Have you come across a time when a stored procedure takes a lot longer to run than normal but the T-SQL itself runs a lot faster in Query Analyzer? This might be due to “parameter sniffing”. During compilation of a stored procedure the query optimizer attempts to “sniff” or “seek out” the values being passed in… in order to create an optimized query plan. The problem occurs when values that are passed in does not match a plan in the procedure cache and SQL Server attempts to create a new plan in the cache. This will cause the procedure to take much longer to execute and performance decreases.

The “fix” for parameter sniffing is to create local variables within the stored procedure that match the parameters being passed in. So for example,

Create Procedure myProc @name varchar(30), @age int

As

Declare @name_local varchar(30), @age_local int

Set @name_local = @name

Set @age_local = @age

Then use @name_local and @age_local throughout your stored procedure and you will get the same execution times as if you were running the straight T-SQL in query analyzer. Let me know if this helps!

8 Comments

This helped enormously. Thanks!

Can you clarify conditions that produce the parameter sniffing issue? It seems the rebuilding indexes and recompiling the stored procedure would produce a valid execution plan for the store proc compiliation. Does the issue occur after the immediately after the sproc has been compiled, or does it appear after time has passed and the indexes may have become fragmented, etc. I’ve seen this suggestion posted before and it seems like the process of updating the sproc will force a recompile that might be the real source of the performance improvement.

Thanks Bill for your response. This issue occurred for me when upgrading from SQL Server 2000 to SQL Server 2005. Several procedures had this issue. When the upgrade was completed all user databases had the DBCC CHECKDB and their statistics updated.

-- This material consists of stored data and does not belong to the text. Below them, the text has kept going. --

use anyhow::{Result, anyhow};
use platform::DrawingContext;
use std::sync::Mutex;

const DEFAULT_WIDTH: u32 = 300;
const DEFAULT_HEIGHT: u32 = 150;
const MAX_SIDE: u32 = 16384;

struct Framebuffer {
    width: u32,
    height: u32,
    pixels: Vec<u8>,
}

/// Byte length of an RGBA region, bounded by the same limit as the canvas.
fn region_bytes(width: u32, height: u32) -> Result<usize> {
    if width > MAX_SIDE || height > MAX_SIDE {
        return Err(anyhow!(
            "RangeError: region {width}x{height} exceeds {MAX_SIDE}"
        ));
    }
    Ok(width as usize * height as usize * 4)
}

impl Framebuffer {
    fn new(width: u32, height: u32) -> Self {
        Self {
            width,
            height,
            pixels: vec![0; width as usize * height as usize * 4],
        }
    }

    /// Clip a rectangle to the framebuffer, returning `(x0, y0, x1, y1)`.
    fn clip(&self, x: i32, y: i32, width: u32, height: u32) -> Option<(u32, u32, u32, u32)> {
        let x0 = i64::from(x).max(0);
        let y0 = i64::from(y).max(0);
        let x1 = (i64::from(x) + i64::from(width)).min(i64::from(self.width));
        let y1 = (i64::from(y) + i64::from(height)).min(i64::from(self.height));
        (x0 < x1 && y0 < y1).then(|| (x0 as u32, y0 as u32, x1 as u32, y1 as u32))
    }

    fn offset(&self, x: u32, y: u32) -> usize {
        (y as usize * self.width as usize + x as usize) * 4
    }
}

/// RGBA8 software framebuffer.
pub struct HeadlessCanvas {
    framebuffer: Mutex<Framebuffer>,
}

impl Default for HeadlessCanvas {
    fn default() -> Self {
        Self {
            framebuffer: Mutex::new(Framebuffer::new(DEFAULT_WIDTH, DEFAULT_HEIGHT)),
        }
    }
}

impl HeadlessCanvas {
    fn lock(&self) -> Result<std::sync::MutexGuard<'_, Framebuffer>> {
        self.framebuffer
            .lock()
            .map_err(|_| anyhow!("failed to lock headless canvas"))
    }

    pub fn pixel(&self, x: u32, y: u32) -> Option<[u8; 4]> {
        let framebuffer = self.lock().ok()?;
        if x >= framebuffer.width || y >= framebuffer.height {
            return None;
        }
        let offset = framebuffer.offset(x, y);
        let mut rgba = [0u8; 4];
        rgba.copy_from_slice(&framebuffer.pixels[offset..offset + 4]);
        Some(rgba)
    }
}

impl DrawingContext for HeadlessCanvas {
    fn size(&self) -> (u32, u32) {
        self.lock()
            .map(|framebuffer| (framebuffer.width, framebuffer.height))
            .unwrap_or((0, 0))
    }

    fn resize(&self, width: u32, height: u32) -> Result<()> {
        if width > MAX_SIDE || height > MAX_SIDE {
            return Err(anyhow!(
                "RangeError: canvas size {width}x{height} exceeds {MAX_SIDE}"
            ));
        }
        let mut framebuffer = self.lock()?;
        *framebuffer = Framebuffer::new(width, height);
        Ok(())
    }

    fn clear(&self, rgba: [f32; 4]) {
        let color = rgba.map(|channel| (channel.clamp(0.0, 1.0) * 255.0).round() as u8);
        if let Ok(mut framebuffer) = self.lock() {
            for pixel in framebuffer.pixels.chunks_exact_mut(4) {
                pixel.copy_from_slice(&color);
            }
        }
    }

    fn fill_rect(&self, x: i32, y: i32, width: u32, height: u32, rgba: [u8; 4]) -> Result<()> {
        let mut framebuffer = self.lock()?;
        let Some((x0, y0, x1, y1)) = framebuffer.clip(x, y, width, height) else {
            return Ok(());
        };
        for row in y0..y1 {
            let start = framebuffer.offset(x0, row);
            let end = framebuffer.offset(x1, row);
            for pixel in framebuffer.pixels[start..end].chunks_exact_mut(4) {
                pixel.copy_from_slice(&rgba);
            }
        }
        Ok(())
    }

    fn put_image(&self, x: i32, y: i32, width: u32, height: u32, pixels: &[u8]) -> Result<()> {
        let expected = region_bytes(width, height)?;
        if pixels.len() != expected {
            return Err(anyhow!(
                "IndexSizeError: expected {expected} bytes for {width}x{height}, got {}",
                pixels.len()
            ));
        }
        let mut framebuffer = self.lock()?;
        let Some((x0, y0, x1, y1)) = framebuffer.clip(x, y, width, height) else {
            return Ok(());
        };
        let src_x = (i64::from(x0) - i64::from(x)) as usize;
        let row_bytes = (x1 - x0) as usize * 4;
        for row in y0..y1 {
            let src_y = (i64::from(row) - i64::from(y)) as usize;
            let src = (src_y * width as usize + src_x) * 4;
            let dst = framebuffer.offset(x0, row);
            framebuffer.pixels[dst..dst + row_bytes].copy_from_slice(&pixels[src..src + row_bytes]);
        }
        Ok(())
    }

    fn read_pixels(&self, x: i32, y: i32, width: u32, height: u32) -> Result<Vec<u8>> {
        let mut out = vec![0u8; region_bytes(width, height)?];
        let framebuffer = self.lock()?;
        let Some((x0, y0, x1, y1)) = framebuffer.clip(x, y, width, height) else {
            return Ok(out);
        };
        let dst_x = (i64::from(x0) - i64::from(x)) as usize;
        let row_bytes = (x1 - x0) as usize * 4;
        for row in y0..y1 {
            let dst_y = (i64::from(row) - i64::from(y)) as usize;
            let dst = (dst_y * width as usize + dst_x) * 4;
            let src = framebuffer.offset(x0, row);
            out[dst..dst + row_bytes].copy_from_slice(&framebuffer.pixels[src..src + row_bytes]);
        }
        Ok(out)
    }
}

#[cfg(test)]
mod tests {
    use super::*;

    #[test]
    fn clear_fills_every_pixel() {
        let canvas = HeadlessCanvas::default();
        canvas.resize(4, 2).unwrap();
        canvas.clear([1.0, 0.0, 0.5, 1.0]);
        assert_eq!(canvas.pixel(3, 1), Some([255, 0, 128, 255]));
    }

    #[test]
    fn fill_rect_is_clipped() {
        let canvas = HeadlessCanvas::default();
        canvas.resize(4, 4).unwrap();
        canvas.fill_rect(-2, 2, 4, 10, [9, 9, 9, 9]).unwrap();
        assert_eq!(canvas.pixel(0, 3), Some([9, 9, 9, 9]));
        assert_eq!(canvas.pixel(1, 2), Some([9, 9, 9, 9]));
        assert_eq!(canvas.pixel(2, 2), Some([0, 0, 0, 0]));
        assert_eq!(canvas.pixel(0, 1), Some([0, 0, 0, 0]));
    }

    #[test]
    fn put_then_read_returns_same_pixels() {
        let canvas = HeadlessCanvas::default();
        canvas.resize(8, 8).unwrap();
        let image: Vec<u8> = (0..2 * 2 * 4).map(|n| n as u8).collect();
        canvas.put_image(3, 5, 2, 2, &image).unwrap();
        assert_eq!(canvas.read_pixels(3, 5, 2, 2).unwrap(), image);
    }

    #[test]
    fn put_image_checks_buffer_length() {
        let canvas = HeadlessCanvas::default();
        assert!(canvas.put_image(0, 0, 2, 2, &[0; 3]).is_err());
    }

    #[test]
    fn oversized_regions_are_range_errors() {
        let canvas = HeadlessCanvas::default();
        let err = canvas.read_pixels(0, 0, i32::MAX as u32, i32::MAX as u32).unwrap_err();
        assert!(err.to_string().starts_with("RangeError:"));
        assert!(canvas.put_image(0, 0, u32::MAX, 2, &[]).is_err());
        assert_eq!(canvas.read_pixels(-1, -1, 2, 1).unwrap(), vec![0; 8]);
    }

    #[test]
    fn oversized_resize_fails() {
        let canvas = HeadlessCanvas::default();
        assert!(canvas.resize(MAX_SIDE + 1, 1).is_err());
        assert_eq!(canvas.size(), (DEFAULT_WIDTH, DEFAULT_HEIGHT));
    }
}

I had tried to recompile and rebuild indexes in the upgraded databases from SQL Server 2000. Their compatibility was set to 2005 compatibility. I still had the same issue. But once I assigned the variables to local variables it fixed the issue. I am curious to see if this will be fixed in upcoming service packs for SQL Server 2005.

I had a similar issue to this. I had a stored procedure that accepted a take param and added one day to it to find the end date:

CREATE PROCECURE dbo.test
(
@Date SMALLDATETIME
)

DECLARE @EndDate
SELECT @EndDate = DATEADD(DD, 1, @Date)

I fixed this issue by accepting bother the start and end Date as parameters:

CREATE PROCEDURE dbo.test
(
@StartDate SMALLDATETIME
,@EndDate SMALLDATETIME
)

I assume this issue here was that it couldn’t determine the value of @EndDate before hand – a bit like using a function call within a Query.

The correct way to fix this for sql 2005 is to use the OPTIMIZE option, eg

SELECT * FROM WHATEVER
WHERE X = @SomeParam
OPTION (OPTIMIZE FOR (@SomeParam = ‘ABC’))

Thanks for the tip Michael!… I did not think to use the OPTION(OPTIMIZE FOR) to fix it in SQL Server 2005!… That is very cool! :-)

-Squirrel

It really help me. i was just about to bang my head to desk, googling for solution about hours. Thanks a lot.